Mike Ault's thoughts on various topics, Oracle related and not. Note: I reserve the right to delete comments that are not contributing to the overall theme of the BLOG or are insulting or demeaning to anyone. The posts on this blog are provided “as is” with no warranties and confer no rights. The opinions expressed on this site are mine and mine alone, and do not necessarily represent those of my employer.

Tuesday, September 15, 2009

Exadata Part Deux

I just watched Larry Ellison’s webcast announcing the new Exadata-2, the Database Machine made for both data warehouse and OLTP systems.
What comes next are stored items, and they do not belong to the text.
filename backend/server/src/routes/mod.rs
pub mod api;
pub mod auth;
pub mod pages;
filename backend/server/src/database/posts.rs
use rusqlite::{Connection, ToSql, params};
use tracing::info;

use super::authorize_existing;
use crate::{
    error::AppError,
    models::{Post, PostType, new_id, now},
    policy::{Action, Caller, Table, authorize},
};

pub struct NewPost {
    pub user_id: String,
    pub school_id: String,
    pub title: String,
    pub content: String,
    pub post_type: PostType,
}

#[derive(Debug, Default)]
pub struct PostChanges {
    pub title: Option<String>,
    pub content: Option<String>,
    pub post_type: Option<PostType>,
}

#[derive(Debug, Default)]
pub struct PostFilter {
    pub school_id: Option<String>,
    pub user_id: Option<String>,
    pub post_type: Option<PostType>,
    pub limit: Option<usize>,
}

/// Newest first.
pub fn list(conn: &Connection, filter: &PostFilter) -> Result<Vec<Post>, AppError> {
    let limit = filter.limit.map_or(-1, |n| n as i64);
    let mut clauses = Vec::new();
    let mut values: Vec<&dyn ToSql> = Vec::new();

    if let Some(school_id) = &filter.school_id {
        values.push(school_id);
        clauses.push(format!("school_id = ?{}", values.len()));
    }
    if let Some(user_id) = &filter.user_id {
        values.push(user_id);
        clauses.push(format!("user_id = ?{}", values.len()));
    }
    if let Some(post_type) = &filter.post_type {
        values.push(post_type);
        clauses.push(format!("post_type = ?{}", values.len()));
    }

    values.push(&limit);

    let where_clause = if clauses.is_empty() {
        String::new()
    } else {
        format!("WHERE {}", clauses.join(" AND "))
    };
    let sql = format!(
        "SELECT {} FROM posts {where_clause} ORDER BY created_at DESC, rowid DESC LIMIT ?{}",
        Post::COLUMNS,
        values.len()
    );

    let mut stmt = conn.prepare(&sql)?;
    let posts = stmt
        .query_map(values.as_slice(), Post::from_row)?
        .collect::<Result<Vec<_>, _>>()?;

    Ok(posts)
}

pub fn get(conn: &Connection, id: &str) -> Result<Post, AppError> {
    let sql = format!("SELECT {} FROM posts WHERE id = ?1", Post::COLUMNS);

    Ok(conn.query_row(&sql, [id], Post::from_row)?)
}

pub fn insert(conn: &Connection, caller: &Caller, new: NewPost) -> Result<Post, AppError> {
    authorize(caller, Table::Posts, Action::Insert, Some(&new.user_id))?;

    let id = new_id();
    let created_at = now();
    conn.execute(
        "INSERT INTO posts (id, user_id, school_id, title, content, post_type, created_at, updated_at)
         VALUES (?1, ?2, ?3, ?4, ?5, ?6, ?7, ?7)",
        params![
            id,
            new.user_id,
            new.school_id,
            new.title,
            new.content,
            new.post_type,
            created_at
        ],
    )?;

    info!("Post {id} ({}) created on school {}", new.post_type, new.school_id);
    get(conn, &id)
}

pub fn update(
    conn: &Connection,
    caller: &Caller,
    id: &str,
    changes: PostChanges,
) -> Result<Post, AppError> {
    authorize_existing(conn, caller, Table::Posts, Action::Update, id)?;

    conn.execute(
        "UPDATE posts SET
             title = COALESCE(?2, title),
             content = COALESCE(?3, content),
             post_type = COALESCE(?4, post_type)
         WHERE id = ?1",
        params![id, changes.title, changes.content, changes.post_type],
    )?;

    get(conn, id)
}

/// Cascades to the post's comments and votes.
pub fn delete(conn: &Connection, caller: &Caller, id: &str) -> Result<(), AppError> {
    authorize_existing(conn, caller, Table::Posts, Action::Delete, id)?;

    conn.execute("DELETE FROM posts WHERE id = ?1", [id])?;
    info!("Post {id} deleted");

    Ok(())
}
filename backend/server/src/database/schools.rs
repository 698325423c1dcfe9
use std::collections::HashMap;

use rusqlite::{Connection, params};
use serde::Deserialize;
use tracing::info;

use super::{authorize_existing, select_in};
use crate::{
    error::AppError,
    models::{School, new_id, now},
    policy::{Action, Caller, Table, authorize},
};

pub struct NewSchool {
    pub name: String,
    pub location: Option<String>,
    pub created_by: String,
}

#[derive(Debug, Default, Deserialize)]
pub struct SchoolChanges {
    pub name: Option<String>,
    pub location: Option<String>,
}

pub fn list(conn: &Connection, limit: Option<usize>) -> Result<Vec<School>, AppError> {
    let sql = format!(
        "SELECT {} FROM schools ORDER BY name COLLATE NOCASE LIMIT ?1",
        School::COLUMNS
    );
    let limit = limit.map_or(-1, |n| n as i64);

    let mut stmt = conn.prepare(&sql)?;
    let schools = stmt
        .query_map([limit], School::from_row)?
        .collect::<Result<Vec<_>, _>>()?;

    Ok(schools)
}

pub fn get(conn: &Connection, id: &str) -> Result<School, AppError> {
    let sql = format!("SELECT {} FROM schools WHERE id = ?1", School::COLUMNS);

    Ok(conn.query_row(&sql, [id], School::from_row)?)
}

pub fn by_ids(conn: &Connection, ids: &[String]) -> Result<HashMap<String, School>, AppError> {
    let schools = select_in(conn, School::COLUMNS, "schools", "id", ids, "name", School::from_row)?;

    Ok(schools.into_iter().map(|s| (s.id.clone(), s)).collect())
}

pub fn insert(conn: &Connection, caller: &Caller, new: NewSchool) -> Result<School, AppError> {
    authorize(caller, Table::Schools, Action::Insert, Some(&new.created_by))?;

    let id = new_id();
    conn.execute(
        "INSERT INTO schools (id, name, location, created_by, created_at) VALUES (?1, ?2, ?3, ?4, ?5)",
        params![id, new.name, new.location, new.created_by, now()],
    )?;

    info!("School '{}' created by {}", new.name, new.created_by);
    get(conn, &id)
}

pub fn update(
    conn: &Connection,
    caller: &Caller,
    id: &str,
    changes: SchoolChanges,
) -> Result<School, AppError> {
    authorize_existing(conn, caller, Table::Schools, Action::Update, id)?;

    conn.execute(
        "UPDATE schools SET name = COALESCE(?2, name), location = COALESCE(?3, location) WHERE id = ?1",
        params![id, changes.name, changes.location],
    )?;

    get(conn, id)
}

/// Cascades to the school's posts and member links.
pub fn delete(conn: &Connection, caller: &Caller, id: &str) -> Result<(), AppError> {
    authorize_existing(conn, caller, Table::Schools, Action::Delete, id)?;

    conn.execute("DELETE FROM schools WHERE id = ?1", [id])?;
    info!("School {id} deleted");

    Ok(())
}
The new Exadata contains both DDR3 (about 450 GB) and Flash (around 5.6 TB) cache areas (not SSD) and up to 100 TB of SAS or 336 TB of SATA raw disk capacity in a full rack of 8 DB servers and 14 Exadata-2 cells. Of course formatted and ASM redundancy will eat at least half of that disk capacity or more.
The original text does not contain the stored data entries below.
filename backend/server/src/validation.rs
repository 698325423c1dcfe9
//! Field checks applied before any write reaches the store.
//!
//! Every check trims its input and reports the field by name in an [`AppError::Validation`].

use crate::{error::AppError, utils::is_username_text};

pub const USERNAME_CHARS: (usize, usize) = (3, 30);
pub const BIO_MAX: usize = 500;
pub const AVATAR_URL_MAX: usize = 500;
pub const SCHOOL_NAME_CHARS: (usize, usize) = (2, 100);
pub const LOCATION_MAX: usize = 100;
pub const TITLE_CHARS: (usize, usize) = (3, 200);
pub const POST_CONTENT_CHARS: (usize, usize) = (1, 10_000);
pub const COMMENT_CHARS: (usize, usize) = (1, 2_000);
pub const PASSWORD_MIN: usize = 6;

fn invalid(message: String) -> AppError {
    AppError::Validation(message)
}

/// Trimmed text whose length in characters lies within `(min, max)`.
pub fn text(field: &str, value: &str, (min, max): (usize, usize)) -> Result<String, AppError> {
    let value = value.trim();
    let len = value.chars().count();

    if len < min {
        return Err(invalid(match min {
            1 => format!("{field} is required"),
            _ => format!("{field} must be at least {min} characters"),
        }));
    }
    if len > max {
        return Err(invalid(format!("{field} must be at most {max} characters")));
    }

    Ok(value.to_string())
}

/// Like [`text`] for optional fields; blank input becomes `None`.
pub fn optional_text(
    field: &str,
    value: Option<String>,
    max: usize,
) -> Result<Option<String>, AppError> {
    match value.as_deref().map(str::trim) {
        None | Some("") => Ok(None),
        Some(value) => text(field, value, (1, max)).map(Some),
    }
}

pub fn username(value: &str) -> Result<String, AppError> {
    let value = text("Username", value, USERNAME_CHARS)?;

    if !is_username_text(&value) {
        return Err(invalid(
            "Username may only contain letters, digits, '_', '.' and '-'".to_string(),
        ));
    }

    Ok(value)
}

pub fn email(value: &str) -> Result<String, AppError> {
    let value = value.trim().to_lowercase();

    let well_formed = matches!(
        value.split_once('@'),
        Some((local, domain)) if !local.is_empty() && !domain.is_empty() && !domain.contains('@')
    );

    if !well_formed {
        return Err(invalid("Email address is not valid".to_string()));
    }

    Ok(value)
}

pub fn password(value: &str) -> Result<(), AppError> {
    if value.chars().count() < PASSWORD_MIN {
        return Err(invalid(format!(
            "Password must be at least {PASSWORD_MIN} characters"
        )));
    }

    Ok(())
}

pub fn avatar_url(value: Option<String>) -> Result<Option<String>, AppError> {
    let value = optional_text("Avatar URL", value, AVATAR_URL_MAX)?;

    match &value {
        Some(url) if !(url.starts_with("https://") || url.starts_with("http://")) => Err(invalid(
            "Avatar URL must start with http:// or https://".to_string(),
        )),
        _ => Ok(value),
    }
}

pub fn bio(value: Option<String>) -> Result<Option<String>, AppError> {
    optional_text("Bio", value, BIO_MAX)
}

pub fn school_name(value: &str) -> Result<String, AppError> {
    text("School name", value, SCHOOL_NAME_CHARS)
}

pub fn location(value: Option<String>) -> Result<Option<String>, AppError> {
    optional_text("Location", value, LOCATION_MAX)
}

pub fn post_title(value: &str) -> Result<String, AppError> {
    text("Title", value, TITLE_CHARS)
}

pub fn post_content(value: &str) -> Result<String, AppError> {
    text("Content", value, POST_CONTENT_CHARS)
}

pub fn comment(value: &str) -> Result<String, AppError> {
    text("Comment", value, COMMENT_CHARS)
}
use rusqlite::{Connection, params};

use super::authorize_existing;
use crate::{
    error::AppError,
    models::{SchoolStatus, UserSchool, new_id, now},
    policy::{Action, Caller, Table, authorize},
};

pub struct NewUserSchool {
    pub user_id: String,
    pub school_id: String,
    pub status: SchoolStatus,
}

fn list_where(conn: &Connection, column: &str, value: &str) -> Result<Vec<UserSchool>, AppError> {
    let sql = format!(
        "SELECT {} FROM user_schools WHERE {column} = ?1 ORDER BY added_at DESC",
        UserSchool::COLUMNS
    );

    let mut stmt = conn.prepare(&sql)?;
    let links = stmt
        .query_map([value], UserSchool::from_row)?
        .collect::<Result<Vec<_>, _>>()?;

    Ok(links)
}

pub fn list_for_user(conn: &Connection, user_id: &str) -> Result<Vec<UserSchool>, AppError> {
    list_where(conn, "user_id", user_id)
}

pub fn list_for_school(conn: &Connection, school_id: &str) -> Result<Vec<UserSchool>, AppError> {
    list_where(conn, "school_id", school_id)
}

pub fn get(conn: &Connection, id: &str) -> Result<UserSchool, AppError> {
    let sql = format!("SELECT {} FROM user_schools WHERE id = ?1", UserSchool::COLUMNS);

    Ok(conn.query_row(&sql, [id], UserSchool::from_row)?)
}

pub fn insert(
    conn: &Connection,
    caller: &Caller,
    new: NewUserSchool,
) -> Result<UserSchool, AppError> {
    authorize(caller, Table::UserSchools, Action::Insert, Some(&new.user_id))?;

    let id = new_id();
    conn.execute(
        "INSERT INTO user_schools (id, user_id, school_id, status, added_at) VALUES (?1, ?2, ?3, ?4, ?5)",
        params![id, new.user_id, new.school_id, new.status, now()],
    )?;

    get(conn, &id)
}

pub fn update(
    conn: &Connection,
    caller: &Caller,
    id: &str,
    status: SchoolStatus,
) -> Result<UserSchool, AppError> {
    authorize_existing(conn, caller, Table::UserSchools, Action::Update, id)?;

    conn.execute(
        "UPDATE user_schools SET status = ?2 WHERE id = ?1",
        params![id, status],
    )?;

    get(conn, id)
}

pub fn delete(conn: &Connection, caller: &Caller, id: &str) -> Result<(), AppError> {
    authorize_existing(conn, caller, Table::UserSchools, Action::Delete, id)?;

    conn.execute("DELETE FROM user_schools WHERE id = ?1", [id])?;

    Ok(())
}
Larry promises 10X at a minimum improvement in speed and response with 1,000,000 IOPS per full rack.

All of this is wonderful news except for one thing, it locks you completely into Oracle technology. The Oracle database, Oracle Linux OS and Oracle SUN hardware. None of this new toy works without special Oracle software and licensing. You can’t run anything else on it but Oracle. It comes preconfigured with Oracle and OS. The cost for a full rack is 1.15 million plus around another million in license fees.


Interesting thing that you could take the 8 DB servers with a normal amount of memory, not the massive 72 GB per server in the Database Machine, 4 RamSan-620’s and 2 RamSan-420’s, a couple of FC switches and some HBAs and get that 1,000,000 random IOPS Flash plus an additional 1,200,000 random IOPS DDR and have 5 TB of Flash, fully redundant, and 512 GB of DDR2 fully redundant and still come in at less than 1.15 million and a lot less on license fees. Shoot, even add in some SATA or SAS drives and use the preferred read technology in 11g ASM or other global filesystems and viola! The same configuration. Nice thing, you can run anything on it. Of course Oracle runs really sweet on this configuration but so will SQLServer, MySQL, BSD, or anything else. It can also run Windows, Linux, or with IBM servers, AIX as well as Solaris’ various flavors.


So you get the same bang, since Oracle11g software will run (with its compression technology, query optimization and partitioning) the only thing you don’t get is the added power requirements of the SAS or SATA drives in the 10 extra Cells needed to get what we get out of 12-U of space.


One other point Larry made was that to expand you just add more servers of more cells. Supposedly in Oracle11gR2 RAC allows this anyway. Now we don’t have fancy software that automatically rebalances the whole storage array, but guess what, Oracle provides ASM for free and it does.


Ok, I will concede one point, the parallel query software at the cell level (10K USD per disk license fee in Exadata-1) will probably result in some queries (who knows, maybe all) running a wee bit faster than without it, but I would love to see a comparison between equal configurations just to see!